Remove the pie from the oven and pour into it through the top vent as much of the liquid mixture as the pie will hold.
Let the pie cool to room temperature before cutting.
Yield: 1 (9-inch) pie
From Urs Moser, Spokane Club executive chef.
4 apples (see note)
For the batter:
1 cup flour
1 tablespoon sugar
½ teaspoon vanilla extract
½ cup milk
¼ cup heavy cream
For the sugar mixture:
1 cup sugar
1 teaspoon cinnamon
Peel and core apples, slice into 1/8-inch rounds.
To make the batter, combine flour, eggs, sugar, vanilla, milk and cream. Whisk together. Whisk together sugar and cinnamon.
Dip apples in batter and sauté in butter on medium heat until golden brown. Remove apples from pan and coat both sides in sugar and cinnamon mixture. Serve with Crème Anglaise (recipe follows).
2 cups heavy cream
1 vanilla bean split lengthwise
5 large egg yolks
1/3 cup sugar
Heat cream and vanilla bean in sauce pan. When softened, remove vanilla bean from pan and scrape. Add bean scrapings back into the cream. Bring cream mixture to simmer. Remove from heat.

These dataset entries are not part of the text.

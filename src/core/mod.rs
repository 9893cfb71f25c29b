//! Credential persistence and login state for the launcher widget

#[cfg(feature = "ssr")]
pub mod config;
mod credentials;
mod launcher;
mod storage;
#[cfg(test)]
mod tests;

pub use credentials::{CredentialKey, Credentials};
pub use launcher::{LauncherAction, LauncherState, is_authenticated};
pub use storage::{
    KeyValueStore, LocalStorage, MemoryStore, SharedStore, StorageError, get_persistent_item,
};
//! Server configuration from environment variables.
//!
//! Load configuration using `Config::from_env()` after calling `dotenvy::dotenv()`.

pub use crate::app::DEFAULT_APP_TITLE;

/// Tracing filter used when `RUST_LOG` is not set
pub const DEFAULT_LOG_FILTER: &str = "info";

/// Server configuration loaded from environment variables.
#[derive(Debug, Clone)]
pub struct Config {
    /// Title of the map application shown in the browser tab
    pub app_title: Option<String>,

    /// Filter directives for tracing-subscriber
    /// Example: info,ewatercycle_launcher_auth=debug
    pub log_filter: Option<String>,
}

impl Config {
    /// Load configuration from environment variables.
    ///
    /// Call `dotenvy::dotenv()` before this to load from `.env` file.
    pub fn from_env() -> Self {
        Self {
            app_title: non_empty(std::env::var("APP_TITLE").ok()),
            log_filter: non_empty(std::env::var("RUST_LOG").ok()),
        }
    }

    pub fn app_title(&self) -> &str {
        self.app_title.as_deref().unwrap_or(DEFAULT_APP_TITLE)
    }

    pub fn log_filter(&self) -> &str {
        self.log_filter.as_deref().unwrap_or(DEFAULT_LOG_FILTER)
    }
}

impl Default for Config {
    fn default() -> Self {
        Self::from_env()
    }
}

fn non_empty(value: Option<String>) -> Option<String> {
    value.filter(|v| !v.trim().is_empty())
}
//! eWaterCycle launcher auth
//!
//! Login/logout widget for the eWaterCycle map, keeping the experiment
//! launcher credentials in browser local storage. Built with Leptos and
//! WebAssembly.

pub mod app;
pub mod core;
pub mod ui;

#[cfg(feature = "hydrate")]
#[wasm_bindgen::prelude::wasm_bindgen]
pub fn hydrate() {
    use crate::app::*;
    console_error_panic_hook::set_once();
    leptos::mount::hydrate_body(App);
}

Whisk egg yolks and sugar in medium bowl to blend. Gradually whisk hot cream mixture into yolk mixture. Return custard to saucepan. Stir over low heat until custard thickens and leaves path on back of spoon when finger is drawn across, about 5 minutes (do not boil). Strain cream through a fine strainer to remove any lumps. Cover and chill. (Can be made 1 day ahead.)
Note: Moser recommends trying Honeycrisp apples for this recipe.